Python implements the method of downloading images from the subscription source,
This example describes how to download images from a subscription source using Python. Share it with you for your reference. The details are as follows:
This code is implemented based on python 3.4, which is different from python2.X.
This is an exercise. The data source comes from Netease subscription. The Code is as follows:
Copy codeThe Code is as follows: __author _ = 'saint'
Import OS
Import urllib. request
Import json
From html. parser import HTMLParser
# Filter the image content from the obtained webpage content
Class MyHtmlParser (HTMLParser ):
Links = []
Def handle_starttag (self, tag, attrs ):
If tag = "img ":
If len (attrs) = 0:
Pass
Else:
For name, value in attrs:
If name = "src ":
Self. links. append (value)
Class Down (object ):
# Total directory
Img_path = "E:/saint"
# Download directory
Dir =''
# Collection source address
Collect_links = ["http://dy.163.com/v2/media/articlelist/T1374483113516-1", "http://dy.163.com/v2/media/articlelist/T1420776257254-1", "http://dy.163.com/v2/media/articlelist/T1376641060407-1"]
Img_links = "http://dy.163.com/v2/article"
Def handleCollect (self ):
For collect_link in self. collect_links:
Notice = "starting from [" + collect_link + "] collecting images"
Print (notice)
# Create a directory for download
Dir_name = collect_link.split ("/") [-1]
Self. isDirExists (dir_name)
Dict = self. getListFromSubscribe (collect_link)
If dict = False:
Print ("Data Collection failed, whether to continue (y/n )")
Op = input ();
If op = "y ":
OS. system ("cls ")
Pass
Elif op = "n ":
Print ("Stop Collection ")
Break
Else:
OS. system ("cls ")
Print ("illegal input ")
Break
Else:
For page in dict:
Page_uri = self. img_links + "/" + page ["tid"] + "/" + page ["docid"]
Self. getImgFromUri (page_uri)
Print ("continue (y/n )")
New_op = input ();
If new_op = "n ":
OS. system ("cls ")
Print ("Collected ")
Break
Print ("OK ")
# Retrieving directories from subscription sources
Def getListFromSubscribe (self, uri ):
Res = urllib. request. urlopen (uri)
If res. code <200 or res. code> 300:
OS. system ("clear ")
Return False
Else:
Result = res. read (). decode ("gbk") # read () of version 3.4 returns the byte type, which must be processed by decode ().
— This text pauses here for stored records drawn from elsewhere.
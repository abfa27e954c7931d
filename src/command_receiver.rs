//! Client side of the CMD channel and the command dispatch loop.
//!
//! Every role except RunControl embeds a [`CommandReceiver`]. It connects to
//! RunControl (retrying only the connection step), performs the handshake,
//! then loops: wait up to the idle interval for a command, dispatch it to the
//! role's [`CommandHandler`], send the resulting [`ConnectionState`] back as
//! the reply, run the idle hook.
//!
//! Handler failures never end the loop. An `Err` or a panic puts the role in
//! `ERROR` with the reason as the status message, and the message is
//! forwarded to the LogCollector when one is connected.

use crate::config::CommandReceiverConfig;
use crate::error::{AppResult, DaqError};
use crate::log::{LogMessage, LogSender};
use crate::protocol::{Channel, ClientHandshake, Command, CommandLine};
use crate::run_config::{ConfigSection, Configuration};
use crate::status::{ConnectionState, Level, State, TAG_RUN};
use crate::transport::{self, TransportClient};
use async_trait::async_trait;
use futures::FutureExt;
use std::panic::AssertUnwindSafe;
use std::time::Duration;
use tokio::task::JoinHandle;
use tokio_util::sync::CancellationToken;
use tracing::{debug, error, info, warn};

/// Role-side state shared between the dispatcher and the handler.
pub struct CommandContext {
    role: String,
    name: String,
    /// Status returned to RunControl after every command.
    pub status: ConnectionState,
    /// Run number from the last `START`.
    pub run_number: u32,
    /// Configuration from the last `INIT` or `CONFIG`.
    pub config: Configuration,
    /// DataCollector address from the last `DATA` command.
    pub data_address: Option<String>,
    log: Option<LogSender>,
}

impl std::fmt::Debug for CommandContext {
    fn fmt(&self, f: &mut std::fmt::Formatter<'_>) -> std::fmt::Result {
        f.debug_struct("CommandContext")
            .field("role", &self.role)
            .field("name", &self.name)
            .field("status", &self.status)
            .field("run_number", &self.run_number)
            .field("log", &self.log.as_ref().map(|l| l.remote()))
            .finish()
    }
}

impl CommandContext {
    /// Fresh context in `UNINIT`.
    pub fn new(role: impl Into<String>, name: impl Into<String>) -> Self {
        Self {
            role: role.into(),
            name: name.into(),
            status: ConnectionState::default(),
            run_number: 0,
            config: Configuration::default(),
            data_address: None,
            log: None,
        }
    }

    /// Role announced in the handshake.
    pub fn role(&self) -> &str {
        &self.role
    }

    /// Name announced in the handshake.
    pub fn name(&self) -> &str {
        &self.name
    }

    /// Current lifecycle state.
    pub fn state(&self) -> State {
        self.status.state
    }

    /// Rejects `command` unless the role is in `expected`.
    pub fn require_state(&self, command: &str, expected: State) -> AppResult<()> {
        if self.status.state == expected {
            Ok(())
        } else {
            Err(DaqError::state(command, self.status.state))
        }
    }

    /// Logs locally and forwards to the LogCollector when connected.
    pub fn report(&self, level: Level, message: &str) {
        match level {
            Level::Error => error!(role = %self.role, name = %self.name, "{}", message),
            Level::Warn => warn!(role = %self.role, name = %self.name, "{}", message),
            Level::Debug | Level::Extra => debug!(role = %self.role, name = %self.name, "{}", message),
            _ => info!(role = %self.role, name = %self.name, "{}", message),
        }
        if let Some(log) = &self.log {
            if let Err(e) = log.send(LogMessage::new(level, message)) {
                debug!("Log forwarding to {} failed: {}", log.remote(), e);
            }
        }
    }

    /// Connects a LogSender, replacing any previous one.
    pub async fn connect_log(&mut self, address: &str) -> AppResult<()> {
        if let Some(old) = self.log.take() {
            old.close().await;
        }
        self.log = Some(LogSender::connect(address, &self.role, &self.name).await?);
        Ok(())
    }

    /// Connected LogSender, if any.
    pub fn log_sender(&self) -> Option<&LogSender> {
        self.log.as_ref()
    }

    fn fail(&mut self, message: String) {
        self.report(Level::Error, &message);
        self.status.set(State::Error, message);
    }

    async fn close(&mut self) {
        if let Some(log) = self.log.take() {
            log.close().await;
        }
    }
}

/// Role callbacks invoked by the dispatcher, one per command keyword.
///
/// Defaults perform the standard transition, so a role only overrides what
/// it needs. An overriding handler is responsible for the state change it
/// replaces.
#[async_trait]
pub trait CommandHandler: Send {
    /// `CLEAR`, after the dispatcher stopped a running run.
    async fn on_clear(&mut self, _ctx: &mut CommandContext) -> AppResult<()> {
        Ok(())
    }

    /// `INIT` with this role's configuration section.
    async fn on_initialise(&mut self, ctx: &mut CommandContext, _config: ConfigSection) -> AppResult<()> {
        ctx.status.set(State::Unconf, "Initialised");
        Ok(())
    }

    /// `CONFIG` with this role's configuration section.
    async fn on_configure(&mut self, ctx: &mut CommandContext, _config: ConfigSection) -> AppResult<()> {
        ctx.status.set(State::Conf, "Configured");
        Ok(())
    }

    /// `PREPARE` for the given run.
    async fn on_prepare(&mut self, _ctx: &mut CommandContext, _run: u32) -> AppResult<()> {
        Ok(())
    }

    /// `START`. The dispatcher does not check the state; this does.
    async fn on_start_run(&mut self, ctx: &mut CommandContext, run: u32) -> AppResult<()> {
        ctx.require_state("START", State::Conf)?;
        ctx.status.set(State::Running, format!("Running run {run}"));
        Ok(())
    }

    /// `STOP`, only ever called while `RUNNING`.
    async fn on_stop_run(&mut self, ctx: &mut CommandContext) -> AppResult<()> {
        ctx.status.set(State::Conf, "Stopped");
        Ok(())
    }

    /// `TERMINATE`; the loop ends after the reply.
    async fn on_terminate(&mut self, _ctx: &mut CommandContext) -> AppResult<()> {
        Ok(())
    }

    /// `RESET`.
    async fn on_reset(&mut self, ctx: &mut CommandContext) -> AppResult<()> {
        ctx.status.set(State::Uninit, "Reset");
        Ok(())
    }

    /// `STATUS`; may refresh status tags.
    async fn on_status(&mut self, _ctx: &mut CommandContext) -> AppResult<()> {
        Ok(())
    }

    /// `DATA` with the DataCollector address.
    async fn on_data(&mut self, ctx: &mut CommandContext, address: &str) -> AppResult<()> {
        ctx.data_address = Some(address.to_string());
        Ok(())
    }

    /// `LOG` with the LogCollector address.
    async fn on_log(&mut self, ctx: &mut CommandContext, address: &str) -> AppResult<()> {
        ctx.connect_log(address).await
    }

    /// `SERVER`; roles with a listening server set `_SERVER`.
    async fn on_server(&mut self, _ctx: &mut CommandContext) -> AppResult<()> {
        Ok(())
    }

    /// `GETRUN`, after the dispatcher set `_RUN`.
    async fn on_get_run(&mut self, _ctx: &mut CommandContext) -> AppResult<()> {
        Ok(())
    }

    /// Any keyword not listed above.
    async fn on_unrecognised(&mut self, ctx: &mut CommandContext, keyword: &str, _param: &str) -> AppResult<()> {
        ctx.status.note(Level::Warn, format!("Unrecognised command '{keyword}'"));
        Ok(())
    }

    /// Called once per loop iteration.
    async fn on_idle(&mut self, _ctx: &mut CommandContext) -> AppResult<()> {
        Ok(())
    }
}

/// Connected command loop for one role.
pub struct CommandReceiver<H> {
    client: Box<dyn TransportClient>,
    handler: H,
    ctx: CommandContext,
    idle_interval: Duration,
    cancel: CancellationToken,
}

impl<H: CommandHandler> CommandReceiver<H> {
    /// Connects to RunControl and completes the CMD handshake.
    ///
    /// Only connection establishment is retried, up to
    /// `config.connect_retries` attempts; handshake failures are returned.
    pub async fn connect(
        role: &str,
        name: &str,
        handler: H,
        config: &CommandReceiverConfig,
    ) -> AppResult<Self> {
        let mut client =
            connect_with_retry(&config.run_control, config.connect_retries, config.retry_interval).await?;
        ClientHandshake::new(Channel::Cmd, role, name)
            .perform(client.as_mut(), config.greeting_timeout, config.ack_timeout)
            .await?;
        info!(role, name, "Connected to RunControl at {}", client.remote());
        Ok(Self {
            client,
            handler,
            ctx: CommandContext::new(role, name),
            idle_interval: config.idle_interval,
            cancel: CancellationToken::new(),
        })
    }

    /// Token that stops the loop when cancelled.
    pub fn cancel_token(&self) -> CancellationToken {
        self.cancel.clone()
    }

    /// Role state.
    pub fn context(&self) -> &CommandContext {
        &self.ctx
    }

    /// Role handler.
    pub fn handler(&self) -> &H {
        &self.handler
    }

    /// Runs the loop until TERMINATE, disconnect or cancellation, returning
    /// the handler.
    pub async fn run(mut self) -> AppResult<H> {
        loop {
            let received = tokio::select! {
                _ = self.cancel.cancelled() => {
                    debug!(role = %self.ctx.role, "Command loop cancelled");
                    break;
                }
                received = self.client.receive(self.idle_interval) => received,
            };
            match received {
                Ok(Some(packet)) => {
                    let line = CommandLine::decode(&packet);
                    let keep_going = self.dispatch(line).await;
                    if let Err(e) = self.client.send(&self.ctx.status.encode()).await {
                        warn!(role = %self.ctx.role, "Status reply failed, leaving command loop: {}", e);
                        break;
                    }
                    if !keep_going {
                        info!(role = %self.ctx.role, name = %self.ctx.name, "Terminated by RunControl");
                        break;
                    }
                }
                Ok(None) => {}
                Err(e) => {
                    warn!(role = %self.ctx.role, "Lost connection to RunControl: {}", e);
                    break;
                }
            }
            if let Err(e) = self.handler.on_idle(&mut self.ctx).await {
                self.ctx.report(Level::Warn, &format!("Idle hook failed: {e}"));
            }
        }
        self.ctx.close().await;
        Ok(self.handler)
    }

    /// Runs the loop on a new task.
    pub fn spawn(self) -> JoinHandle<AppResult<H>>
    where
        H: 'static,
    {
        tokio::spawn(self.run())
    }

    /// Dispatches one command; `false` ends the loop.
    async fn dispatch(&mut self, line: CommandLine) -> bool {
        let keyword = line.command.keyword().to_string();
        debug!(role = %self.ctx.role, command = %keyword, "Dispatching");
        let outcome = AssertUnwindSafe(invoke(&mut self.handler, &mut self.ctx, &line))
            .catch_unwind()
            .await;
        match outcome {
            Ok(Ok(())) => {}
            Ok(Err(e)) => self.ctx.fail(format!("{keyword} failed: {e}")),
            Err(panic) => {
                let detail = panic
                    .downcast_ref::<&str>()
                    .map(|s| s.to_string())
                    .or_else(|| panic.downcast_ref::<String>().cloned())
                    .unwrap_or_default();
                let err = DaqError::HandlerPanic(keyword.clone());
                self.ctx.fail(format!("{err}: {detail}"));
            }
        }
        line.command != Command::Terminate
    }
}

async fn invoke<H: CommandHandler>(handler: &mut H, ctx: &mut CommandContext, line: &CommandLine) -> AppResult<()> {
    match &line.command {
        Command::Clear => {
            if ctx.status.state == State::Running {
                handler.on_stop_run(ctx).await?;
            }
            handler.on_clear(ctx).await?;
            ctx.status.note(Level::None, "");
            Ok(())
        }
        Command::Init => {
            let section = scoped_config(ctx, &line.param)?;
            handler.on_initialise(ctx, section).await
        }
        Command::Config => {
            let section = scoped_config(ctx, &line.param)?;
            handler.on_configure(ctx, section).await
        }
        Command::Prepare => {
            let run = parse_run(&line.param)?;
            handler.on_prepare(ctx, run).await
        }
        Command::Start => {
            let run = parse_run(&line.param)?;
            ctx.run_number = run;
            handler.on_start_run(ctx, run).await
        }
        Command::Stop => {
            if ctx.status.state != State::Running {
                let msg = DaqError::state("STOP", ctx.status.state).to_string();
                ctx.report(Level::Warn, &msg);
                ctx.status.note(Level::Warn, msg);
                return Ok(());
            }
            handler.on_stop_run(ctx).await
        }
        Command::Terminate => handler.on_terminate(ctx).await,
        Command::Reset => handler.on_reset(ctx).await,
        Command::Status => handler.on_status(ctx).await,
        Command::Data => handler.on_data(ctx, &line.param).await,
        Command::Log => handler.on_log(ctx, &line.param).await,
        Command::Server => handler.on_server(ctx).await,
        Command::GetRun => {
            ctx.status.set_tag(TAG_RUN, ctx.run_number);
            handler.on_get_run(ctx).await
        }
        Command::Unrecognised(keyword) => handler.on_unrecognised(ctx, keyword, &line.param).await,
    }
}

fn scoped_config(ctx: &mut CommandContext, text: &str) -> AppResult<ConfigSection> {
    let config = Configuration::parse(text)?;
    let section = config.section(&ctx.role, &ctx.name);
    ctx.config = config;
    Ok(section)
}

fn parse_run(param: &str) -> AppResult<u32> {
    param
        .trim()
        .parse()
        .map_err(|_| DaqError::Protocol(format!("invalid run number '{param}'")))
}

/// Connects to `address`, retrying connection failures.
pub(crate) async fn connect_with_retry(
    address: &str,
    attempts: u32,
    interval: Duration,
) -> AppResult<Box<dyn TransportClient>> {
    let attempts = attempts.max(1);
    let mut attempt = 1;
    loop {
        match transport::connect(address).await {
            Ok(client) => return Ok(client),
            Err(e) if attempt < attempts && matches!(e, DaqError::Connection(_)) => {
                warn!("Connecting to {} failed (attempt {}/{}): {}", address, attempt, attempts, e);
                attempt += 1;
                tokio::time::sleep(interval).await;
            }
            Err(e) => return Err(e),
        }
    }
}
The option is webpage encoding.
Dict = json. loads (result)
If dict ['code']! = 1:
Print (dict ['msg '])
Return False
Else:
Return dict ['data']
# Obtain the current subscription page and extract the desired image from the page
Def getImgFromUri (self, uri ):
Html_code = urllib. request. urlopen (uri). read (). decode ("gbk ")
Hp = MyHtmlParser ()
Hp. feed (html_code)
Hp. close ()
For link in hp. links: # hp. links is the image list.
Self. writeToDisk (link)
# Check whether the file directory exists. If not, create a directory.
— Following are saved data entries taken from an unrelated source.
//! Arena of connection records addressed by generated handles.
//!
//! Every map in the higher layers keys on [`ConnectionId`]. A record stays in
//! the arena, marked disconnected, until its owner calls
//! [`reap`](ConnectionRegistry::reap), so a late reply or a concurrent
//! disconnect never observes a dangling peer.

use parking_lot::RwLock;
use std::collections::BTreeMap;
use std::sync::atomic::{AtomicU64, Ordering};

/// Stable handle of one accepted connection.
#[derive(Debug, Clone, Copy, PartialEq, Eq, Hash, PartialOrd, Ord)]
pub struct ConnectionId(u64);

impl ConnectionId {
    /// Raw handle value.
    pub fn get(self) -> u64 {
        self.0
    }
}

impl std::fmt::Display for ConnectionId {
    fn fmt(&self, f: &mut std::fmt::Formatter<'_>) -> std::fmt::Result {
        write!(f, "#{}", self.0)
    }
}

/// Handshake progress of one connection.
#[derive(Debug, Clone, Copy, PartialEq, Eq, PartialOrd, Ord)]
pub enum HandshakeState {
    /// Greeting sent, identification not yet received.
    Unidentified = 0,
    /// Role and name known.
    Identified = 1,
    /// Identified and the peer last reported itself busy.
    Busy = 2,
}

impl HandshakeState {
    /// Whether application traffic may flow.
    pub fn is_identified(self) -> bool {
        self != HandshakeState::Unidentified
    }
}

/// Snapshot of one connection record.
#[derive(Debug, Clone, PartialEq, Eq)]
pub struct ConnectionInfo {
    /// Handle of this record.
    pub id: ConnectionId,
    /// Remote `ip:port` as seen by the server.
    pub remote: String,
    /// Peer role, e.g. `Producer`. Empty until identified.
    pub role: String,
    /// Peer-chosen name, possibly empty.
    pub name: String,
    /// Handshake progress.
    pub handshake: HandshakeState,
    /// Cleared on disconnect; the record lives on until reaped.
    pub connected: bool,
}

impl ConnectionInfo {
    /// Remote host without the port.
    pub fn remote_host(&self) -> &str {
        match self.remote.rsplit_once(':') {
            Some((host, _)) => host.trim_start_matches('[').trim_end_matches(']'),
            None => &self.remote,
        }
    }
}

impl std::fmt::Display for ConnectionInfo {
    fn fmt(&self, f: &mut std::fmt::Formatter<'_>) -> std::fmt::Result {
        write!(f, "{}.{} ({}, {})", self.role, self.name, self.remote, self.id)
    }
}

/// Thread-safe arena of connection records.
#[derive(Debug, Default)]
pub struct ConnectionRegistry {
    next_id: AtomicU64,
    records: RwLock<BTreeMap<ConnectionId, ConnectionInfo>>,
}

impl ConnectionRegistry {
    /// Creates an empty arena.
    pub fn new() -> Self {
        Self::default()
    }

    /// Registers a new, unidentified connection.
    pub fn insert(&self, remote: impl Into<String>) -> ConnectionId {
        let id = ConnectionId(self.next_id.fetch_add(1, Ordering::Relaxed));
        let info = ConnectionInfo {
            id,
            remote: remote.into(),
            role: String::new(),
            name: String::new(),
            handshake: HandshakeState::Unidentified,
            connected: true,
        };
        self.records.write().insert(id, info);
        id
    }

    /// Snapshot of one record.
    pub fn get(&self, id: ConnectionId) -> Option<ConnectionInfo> {
        self.records.read().get(&id).cloned()
    }

    /// Marks a connection identified with its role and name.
    ///
    /// Returns `false` without changing anything if the connection was
    /// already identified or is unknown.
    pub fn identify(&self, id: ConnectionId, role: &str, name: &str) -> bool {
        let mut records = self.records.write();
        match records.get_mut(&id) {
            Some(info) if info.handshake == HandshakeState::Unidentified => {
                info.role = role.to_string();
                info.name = name.to_string();
                info.handshake = HandshakeState::Identified;
                true
            }
            _ => false,
        }
    }

    /// Toggles the busy marker of an identified connection.
    pub fn set_busy(&self, id: ConnectionId, busy: bool) {
        if let Some(info) = self.records.write().get_mut(&id) {
            if info.handshake.is_identified() {
                info.handshake = if busy {
                    HandshakeState::Busy
                } else {
                    HandshakeState::Identified
                };
            }
        }
    }

    /// Whether the connection has completed identification.
    pub fn is_identified(&self, id: ConnectionId) -> bool {
        self.records
            .read()
            .get(&id)
            .map(|info| info.handshake.is_identified())
            .unwrap_or(false)
    }

    /// Flags a connection as gone without removing it.
    pub fn mark_disconnected(&self, id: ConnectionId) {
        if let Some(info) = self.records.write().get_mut(&id) {
            info.connected = false;
        }
    }

    /// Removes a record for good.
    pub fn reap(&self, id: ConnectionId) -> Option<ConnectionInfo> {
        self.records.write().remove(&id)
    }

    /// Connected records, in handle order.
    pub fn connected(&self) -> Vec<ConnectionInfo> {
        self.records
            .read()
            .values()
            .filter(|info| info.connected)
            .cloned()
            .collect()
    }

    /// Handles of connected records, optionally only identified ones.
    pub fn connected_ids(&self, identified_only: bool) -> Vec<ConnectionId> {
        self.records
            .read()
            .values()
            .filter(|info| info.connected && (!identified_only || info.handshake.is_identified()))
            .map(|info| info.id)
            .collect()
    }

    /// Number of records, connected or not.
    pub fn len(&self) -> usize {
        self.records.read().len()
    }

    /// Whether the arena is empty.
    pub fn is_empty(&self) -> bool {
        self.records.read().is_empty()
    }
}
Def isDirExists (self, dir_name ):
Self. dir = self. img_path + dir_name
IsExists = OS. path. exists (self. dir)
If not isExists:
OS. makedirs (self. dir)
Return True
Else:
Return True
# Download the file and write it to the disk
Def writeToDisk (self, url ):
OS. chdir (self. dir)
File = urllib. request. urlopen (url). read ()
File_name = url. split ("/") [-1]
Open (file_name, "wb"). write (file)
Return True
If _ name _ = "_ main __":
Down = Down ()
Down. handleCollect ()
I hope this article will help you with Python programming.